À propos de supplice, en voici un petit qui vous fera frissonner : vous me direz où commence votre frisson. Le frère de Mlle du Plessis ayant aux deux pieds un petit mal comme vous en avez eu, au lieu du traitement que vous a fait Charon, trouva ici un fort habile homme, un homme admirable, dit-elle, qui lui proposa comme un petit remède anodin, de lui arracher de vive force les deux ongles des doigts où il avoit mal, tout entiers, avec la racine, afin, disoit-il, que cette incommodité ne revînt plus. Il consentit à cette opération, de manière qu’il en étoit au lit quand nous sommes arrivés. Il marche présentement, mais c’est comme un château branlant, ou comme un cheval dessolé. Je crois qu’on lui dira toute sa vie : Je crains que vous tombiez ; vous n’êtes pas trop bien assuré sur vos jambes[1]. Du reste, Mlle du Plessis est toujours adorable. Elle avoit ouï dire que M. de Grignan étoit le plus beau garçon qu’on eût su voir : prenez son ton, vous lui auriez donné un soufflet[2]. Je suis quelquefois assez malheureuse pour dire quelque chose qui lui plaît ; je voudrois que vous l’entendissiez me louer et me copier. Elle a retenu aussi certaines choses que vous disiez ici, qu’elle nous redonne avec la même grâce : hélas ! si rien ne me faisoit mieux ressouvenir de vous, que je serois heureuse !

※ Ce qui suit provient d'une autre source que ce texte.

//! Bearer tokens: compact JWS with HMAC, RSA, ECDSA or Ed25519 signatures.
//!
//! Issued tokens are always HS256 under the default signing key. Parsing is
//! far more permissive: the token header decides which key verifies it.

use std::sync::Arc;
use std::time::Duration;

use base64::{
    alphabet,
    engine::{DecodePaddingMode, GeneralPurpose, GeneralPurposeConfig},
    Engine as _,
};
use chrono::Utc;
use hmac::{Hmac, Mac};
use p256::{ecdsa::signature::Verifier, elliptic_curve::sec1::ToEncodedPoint};
use rsa::{pss::Pss, Pkcs1v15Sign};
use serde::{Deserialize, Deserializer, Serialize};
use serde_json::{Map, Value};
use sha2::{Digest, Sha256, Sha384, Sha512};
use uuid::Uuid;

use crate::error::{AppError, Result};
use crate::models::session::Session;
use crate::models::user::ADMIN_ROLE;
use crate::services::jwk::{Jwk, JwkSet, JwtKey};
use crate::services::keys::KeyRing;
use crate::services::revocation::RevocationRegistry;

/// Header of every issued token.
pub const TOKEN_HEADER: &str = r#"{"alg":"HS256","typ":"JWT"}"#;

const LEEWAY_SECS: i64 = 30;
const NOT_BEFORE_SKEW_SECS: i64 = 5 * 60;

/// Unpadded base64url, lenient about trailing bits.
const SEGMENT_ENCODING: GeneralPurpose = GeneralPurpose::new(
    &alphabet::URL_SAFE,
    GeneralPurposeConfig::new()
        .with_encode_padding(false)
        .with_decode_padding_mode(DecodePaddingMode::RequireNone)
        .with_decode_allow_trailing_bits(true),
);

/// The JWS algorithms tokens may name.
#[derive(Debug, Clone, Copy, PartialEq, Eq)]
pub enum SigningAlgorithm {
    None,
    Hs256,
    Hs384,
    Hs512,
    Rs256,
    Rs384,
    Rs512,
    Ps256,
    Ps384,
    Ps512,
    Es256,
    Es384,
    Es512,
    EdDsa,
}

impl SigningAlgorithm {
    pub fn from_name(name: &str) -> Option<Self> {
        match name {
            "none" => Some(Self::None),
            "HS256" => Some(Self::Hs256),
            "HS384" => Some(Self::Hs384),
            "HS512" => Some(Self::Hs512),
            "RS256" => Some(Self::Rs256),
            "RS384" => Some(Self::Rs384),
            "RS512" => Some(Self::Rs512),
            "PS256" => Some(Self::Ps256),
            "PS384" => Some(Self::Ps384),
            "PS512" => Some(Self::Ps512),
            "ES256" => Some(Self::Es256),
            "ES384" => Some(Self::Es384),
            "ES512" => Some(Self::Es512),
            "EdDSA" => Some(Self::EdDsa),
            _ => None,
        }
    }

    pub fn is_hmac(self) -> bool {
        matches!(self, Self::Hs256 | Self::Hs384 | Self::Hs512)
    }

    /// Checks `signature` over `message`. A key of the wrong type for the
    /// algorithm never verifies.
    pub fn verify(self, key: Option<&JwtKey>, message: &[u8], signature: &[u8]) -> bool {
        match (self, key) {
            (Self::None, None) => signature.is_empty(),
            (Self::Hs256, Some(JwtKey::Hmac(k))) => hmac_verify::<Hmac<Sha256>>(k, message, signature),
            (Self::Hs384, Some(JwtKey::Hmac(k))) => hmac_verify::<Hmac<Sha384>>(k, message, signature),
            (Self::Hs512, Some(JwtKey::Hmac(k))) => hmac_verify::<Hmac<Sha512>>(k, message, signature),
            (Self::Rs256, Some(JwtKey::Rsa(k))) => k
                .verify(Pkcs1v15Sign::new::<Sha256>(), &Sha256::digest(message), signature)
                .is_ok(),
            (Self::Rs384, Some(JwtKey::Rsa(k))) => k
                .verify(Pkcs1v15Sign::new::<Sha384>(), &Sha384::digest(message), signature)
                .is_ok(),
            (Self::Rs512, Some(JwtKey::Rsa(k))) => k
                .verify(Pkcs1v15Sign::new::<Sha512>(), &Sha512::digest(message), signature)
                .is_ok(),
            (Self::Ps256, Some(JwtKey::Rsa(k))) => k
                .verify(Pss::new::<Sha256>(), &Sha256::digest(message), signature)
                .is_ok(),
            (Self::Ps384, Some(JwtKey::Rsa(k))) => k
                .verify(Pss::new::<Sha384>(), &Sha384::digest(message), signature)
                .is_ok(),
            (Self::Ps512, Some(JwtKey::Rsa(k))) => k
                .verify(Pss::new::<Sha512>(), &Sha512::digest(message), signature)
                .is_ok(),
            (Self::Es256, Some(JwtKey::Ec(k))) => p256::ecdsa::Signature::from_slice(signature)
                .is_ok_and(|sig| p256::ecdsa::VerifyingKey::from(k).verify(message, &sig).is_ok()),
            (Self::Es384, Some(JwtKey::Ec384(k))) => p384::ecdsa::Signature::from_slice(signature)
                .is_ok_and(|sig| p384::ecdsa::VerifyingKey::from(k).verify(message, &sig).is_ok()),
            (Self::Es512, Some(JwtKey::Ec521(k))) => {
                let point = k.to_encoded_point(false);
                match (
                    p521::ecdsa::VerifyingKey::from_sec1_bytes(point.as_bytes()),
                    p521::ecdsa::Signature::from_slice(signature),
                ) {
                    (Ok(vk), Ok(sig)) => vk.verify(message, &sig).is_ok(),
                    _ => false,
                }
            }
            (Self::EdDsa, Some(JwtKey::Ed25519(k))) => ed25519_dalek::Signature::from_slice(signature)
                .is_ok_and(|sig| k.verify(message, &sig).is_ok()),
            _ => false,
        }
    }
}

fn hmac_sign<M: Mac + hmac::digest::KeyInit>(key: &[u8], message: &[u8]) -> Result<Vec<u8>> {
    let mut mac = <M as Mac>::new_from_slice(key)
        .map_err(|e| AppError::Encryption(format!("HMAC key rejected: {}", e)))?;
    mac.update(message);
    Ok(mac.finalize().into_bytes().to_vec())
}

fn hmac_verify<M: Mac + hmac::digest::KeyInit>(key: &[u8], message: &[u8], signature: &[u8]) -> bool {
    match <M as Mac>::new_from_slice(key) {
        Ok(mut mac) => {
            mac.update(message);
            mac.verify_slice(signature).is_ok()
        }
        Err(_) => false,
    }
}

/// Accepts integer or fractional seconds.
fn numeric_date<'de, D: Deserializer<'de>>(d: D) -> std::result::Result<Option<i64>, D::Error> {
    Ok(Option::<f64>::deserialize(d)?.map(|secs| secs as i64))
}

/// Token payload. Field order is the serialized claim order.
#[derive(Debug, Default, Serialize, Deserialize)]
struct Claims {
    #[serde(default)]
    admin: bool,
    #[serde(default, rename = "realName")]
    real_name: String,
    #[serde(default, skip_serializing_if = "String::is_empty")]
    sub: String,
    #[serde(default, skip_serializing_if = "Option::is_none", deserialize_with = "numeric_date")]
    exp: Option<i64>,
    #[serde(default, skip_serializing_if = "Option::is_none", deserialize_with = "numeric_date")]
    nbf: Option<i64>,
    #[serde(default, skip_serializing_if = "Option::is_none", deserialize_with = "numeric_date")]
    iat: Option<i64>,
    #[serde(default, skip_serializing_if = "String::is_empty")]
    jti: String,
}

impl Claims {
    /// `exp` must be present and, like `nbf`, holds within the leeway.
    fn is_valid_at(&self, now: i64) -> bool {
        let Some(exp) = self.exp else {
            return false;
        };
        if now >= exp + LEEWAY_SECS {
            return false;
        }
        !self.nbf.is_some_and(|nbf| now < nbf - LEEWAY_SECS)
    }
}

/// Issues and verifies bearer tokens.
#[derive(Clone)]
pub struct TokenService {
    keys: KeyRing,
    revocations: Arc<RevocationRegistry>,
    session_duration: Duration,
    http: reqwest::Client,
}

impl TokenService {
    /// # Arguments
    /// * `fetch_timeout` - Upper bound on a remote key set fetch
    pub fn new(
        keys: KeyRing,
        revocations: Arc<RevocationRegistry>,
        session_duration: Duration,
        fetch_timeout: Duration,
    ) -> Result<Self> {
        let http = reqwest::Client::builder()
            .timeout(fetch_timeout)
            .build()
            .map_err(|e| AppError::Internal(format!("HTTP client: {}", e)))?;
        Ok(Self {
            keys,
            revocations,
            session_duration,
            http,
        })
    }

    /// Issues an HS256 token signed with the default signing key.
    pub fn new_token(&self, username: &str, real_name: &str, roles: &[String]) -> Result<String> {
        let now = Utc::now().timestamp();
        let claims = Claims {
            admin: roles.iter().any(|r| r == ADMIN_ROLE),
            real_name: real_name.to_string(),
            sub: username.to_string(),
            exp: Some(now + self.session_duration.as_secs() as i64),
            nbf: Some(now - NOT_BEFORE_SKEW_SECS),
            iat: Some(now),
            jti: Uuid::new_v4().to_string(),
        };
        let payload = serde_json::to_vec(&claims).map_err(|e| AppError::Serialization(e.to_string()))?;

        let signing_input = format!(
            "{}.{}",
            SEGMENT_ENCODING.encode(TOKEN_HEADER),
            SEGMENT_ENCODING.encode(payload)
        );
        let key = self.keys.default_jwt_signing_key();
        let signature = hmac_sign::<Hmac<Sha256>>(key.as_bytes(), signing_input.as_bytes())?;

        tracing::debug!("🔑 Issued token for {}", username);
        Ok(format!("{}.{}", signing_input, SEGMENT_ENCODING.encode(signature)))
    }

    /// Verifies a token and returns the session it claims.
    ///
    /// Revoked tokens and tokens whose claims do not hold (expired, not yet
    /// valid, no `exp`) are `Ok(None)`. Anything malformed or not verifying
    /// is `InvalidToken`.
    pub async fn parse_token(&self, token: &str) -> Result<Option<Session>> {
        if self.revocations.is_revoked(token) {
            return Ok(None);
        }

        let parts: Vec<&str> = token.split('.').collect();
        let [header_b64, claims_b64, signature_b64] = parts[..] else {
            return Err(AppError::InvalidToken);
        };

        let header: Map<String, Value> = SEGMENT_ENCODING
            .decode(header_b64)
            .ok()
            .and_then(|raw| serde_json::from_slice(&raw).ok())
            .ok_or(AppError::InvalidToken)?;
        let claims: Claims = SEGMENT_ENCODING
            .decode(claims_b64)
            .ok()
            .and_then(|raw| serde_json::from_slice(&raw).ok())
            .ok_or(AppError::InvalidToken)?;

        let alg = header
            .get("alg")
            .and_then(Value::as_str)
            .and_then(SigningAlgorithm::from_name)
            .ok_or(AppError::InvalidToken)?;

        let key = self.resolve_key(alg, &header).await?;

        let signature = SEGMENT_ENCODING
            .decode(signature_b64)
            .map_err(|_| AppError::InvalidToken)?;
        let signing_input = &token[..header_b64.len() + 1 + claims_b64.len()];
        if !alg.verify(key.as_ref(), signing_input.as_bytes(), &signature) {
            tracing::warn!("Token signature rejected ({:?})", alg);
            return Err(AppError::InvalidToken);
        }

        if !claims.is_valid_at(Utc::now().timestamp()) {
            tracing::debug!("Token claims not valid now for {:?}", claims.sub);
            return Ok(None);
        }

        Ok(Some(Session {
            username: claims.sub,
            is_admin: claims.admin,
            real_name: claims.real_name,
            expires: claims.exp.unwrap_or_default(),
        }))
    }

    /// Picks the verification key, in order:
    /// 1. `alg: none` needs no key
    /// 2. the `kid` entry of the key set at the header's `jku` URL
    /// 3. the header's embedded `jwk`
    /// 4. the locally stored key for `kid`
    /// 5. the default signing key as an HMAC secret
    async fn resolve_key(&self, alg: SigningAlgorithm, header: &Map<String, Value>) -> Result<Option<JwtKey>> {
        if alg == SigningAlgorithm::None {
            return Ok(None);
        }

        let kid = header.get("kid").and_then(Value::as_str).unwrap_or_default();

        if let Some(url) = header.get("jku").and_then(Value::as_str) {
            if let Some(key) = self.fetch_remote_key(url, kid).await {
                return Ok(Some(key));
            }
        }

        if let Some(jwk) = header.get("jwk") {
            let parsed = serde_json::from_value::<Jwk>(jwk.clone())
                .map_err(|e| AppError::Validation(e.to_string()))
                .and_then(|jwk| JwtKey::from_jwk(&jwk));
            match parsed {
                Ok(key) => return Ok(Some(key)),
                Err(e) => tracing::debug!("Ignoring embedded jwk: {}", e),
            }
        }

        if let Some(material) = self.keys.jwt_signing_key(kid) {
            if alg.is_hmac() {
                return Ok(Some(JwtKey::Hmac(material.as_bytes().to_vec())));
            }
            return JwtKey::from_public_key_bytes(material.as_bytes())
                .map(Some)
                .map_err(|_| AppError::InvalidToken);
        }

        Ok(Some(JwtKey::Hmac(
            self.keys.default_jwt_signing_key().as_bytes().to_vec(),
        )))
    }

    /// Any failure means no key.
    async fn fetch_remote_key(&self, url: &str, kid: &str) -> Option<JwtKey> {
        let response = match self.http.get(url).send().await.and_then(|r| r.error_for_status()) {
            Ok(r) => r,
            Err(e) => {
                tracing::warn!("JWKS fetch from {} failed: {}", url, e);
                return None;
            }
        };
        let set: JwkSet = match response.json().await {
            Ok(set) => set,
            Err(e) => {
                tracing::warn!("JWKS from {} did not parse: {}", url, e);
                return None;
            }
        };
        let key = set.find(kid).and_then(|jwk| JwtKey::from_jwk(jwk).ok());
        if key.is_some() {
            tracing::debug!("Using key {:?} from {}", kid, url);
        }
        key
    }
}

Pomenars[3] est toujours accablé de procès criminels, où il ne va jamais moins que de sa vie. Il sollicitoit l’autre jour à Rennes avec une grande barbe ; quelqu’un lui demanda pourquoi il ne se faisoit point raser : « Moi, dit-il, je serois bien fou de prendre de la peine après ma tête, sans

  1. Trait du Roman comique (de Scarron). (Note de 1726.)
  2. Voyez la lettre du 26 juillet suivant, p. 294.
  3. Voyez la lettre du 26 juillet 1671 et la note ; voyez aussi les lettres du 24 juin et du 11 novembre.